Thomas Prichard Rossiter (1818–1871) was an American artist born in New Haven, Connecticut. Known for his portraits and paintings of historical scenes, he later came to be associated with the Hudson River School of artists.

Life and career

Rossiter was born in New Haven, Connecticut in 1818. He first studied painting with John Boyd, and later with Nathaniel Jocelyn.
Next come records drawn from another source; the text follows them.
//! Host billing-platform boundary.
//!
//! All durable state (invoices, payments, currencies) lives in the host
//! platform. [`HostLedger`] sketches the handful of primitives this gateway
//! consumes; [`MemoryLedger`] is an in-process implementation used by the
//! standalone server and the tests.

use crate::error::PaymentError;
use async_trait::async_trait;
use chrono::{DateTime, Utc};
use serde::{Deserialize, Serialize};

mod memory;

pub use memory::MemoryLedger;

/// A host-owned invoice.
#[derive(Debug, Clone, Serialize, Deserialize)]
pub struct Invoice {
    /// Numeric invoice ID.
    pub id: u64,
    /// Owning client ID.
    pub user_id: u64,
    /// Balance due.
    pub amount: f64,
    /// Line description shown at checkout.
    pub description: String,
    /// Billing currency ID of the owning client.
    pub currency_id: u32,
    /// Client display name, used for checkout meta-data.
    pub client_name: String,
    /// Client email, used for checkout meta-data.
    pub client_email: String,
}

/// An invoice joined with its owning client's currency.
#[derive(Debug, Clone, PartialEq, Serialize, Deserialize)]
pub struct InvoiceCurrency {
    pub invoice_id: u64,
    pub currency_id: u32,
    pub currency_code: String,
}

/// A host currency row.
#[derive(Debug, Clone, Serialize, Deserialize)]
pub struct Currency {
    pub id: u32,
    /// ISO code, e.g. `NGN`.
    pub code: String,
    /// Exchange rate relative to the host's base currency.
    pub exchange_rate: f64,
}

/// A payment record applied to an invoice.
#[derive(Debug, Clone, Serialize, Deserialize)]
pub struct InvoicePayment {
    pub invoice_id: u64,
    /// External transaction reference. At most one payment record may ever
    /// exist per reference.
    pub reference: String,
    pub amount: f64,
    pub fee: f64,
    /// Gateway module name.
    pub gateway: String,
}

/// One audited callback attempt in the host's gateway log.
#[derive(Debug, Clone, Serialize, Deserialize)]
pub struct TransactionAttempt {
    pub gateway: String,
    /// Raw callback payload, for debugging.
    pub payload: serde_json::Value,
    /// `Successful` or `Unsuccessful`.
    pub status: String,
    pub at: DateTime<Utc>,
}

impl TransactionAttempt {
    pub fn new(gateway: impl Into<String>, payload: serde_json::Value, status: impl Into<String>) -> Self {
        Self {
            gateway: gateway.into(),
            payload,
            status: status.into(),
            at: Utc::now(),
        }
    }
}

/// Host ledger primitives consumed by the gateway.
///
/// The host owns concurrency and locking; this crate's only contract toward
/// it is to never call [`HostLedger::add_payment`] twice for the same
/// reference without the host detecting and rejecting the duplicate.
#[cfg_attr(test, mockall::automock)]
#[async_trait]
pub trait HostLedger: Send + Sync {
    /// Resolve an invoice by ID. `InvalidInvoiceId` when absent.
    async fn invoice(&self, invoice_id: u64) -> Result<Invoice, PaymentError>;

    /// Resolve an invoice joined with its billing currency.
    /// `CurrencyResolutionFailed` when the invoice or its currency is
    /// missing.
    async fn invoice_currency(&self, invoice_id: u64) -> Result<InvoiceCurrency, PaymentError>;

    /// Whether a payment record already exists for this reference.
    async fn payment_exists(&self, reference: &str) -> bool;

    /// Apply a payment record to an invoice. Idempotent on reference:
    /// a duplicate is rejected with `DuplicateTransaction`.
    async fn add_payment(&self, payment: InvoicePayment) -> Result<(), PaymentError>;

    /// Append an entry to the gateway log.
    async fn log_transaction(&self, attempt: TransactionAttempt);

    /// Convert an amount from one currency into another, rounded to the
    /// host's two-decimal display convention.
    async fn convert_amount(
        &self,
        amount: f64,
        from_code: &str,
        to_currency_id: u32,
    ) -> Result<f64, PaymentError>;
}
In 1838, he exhibited two paintings at the National Academy of Design; the following year he moved to New York City and opened a studio.  In 1840 he traveled in Europe with Asher B. Durand, John Kensett, and John William Casilear.  While there, he visited Rome with Thomas Cole, and decided to stay in Italy.  In 1846, he returned to New York City and shared a studio with Kensett and Louis Lang.
  
In 1849, Rossiter was elected to the National Academy. In 1851, he married Anna Ehrick Parmly. They toured Europe in 1853, settling in Paris where Anna gave birth to twins Ehrick Kensett and Charlotte. Rossiter kept a studio in Paris from 1853 to 1856, winning a gold medal at the Universal Exposition of 1855 for his Venice in the Fifteenth Century.  Anna died shortly after the birth of their daughter Anna, and the family moved back to New York.   For a brief period of time Rossiter had an art gallery, exhibiting his work and the work of his friends.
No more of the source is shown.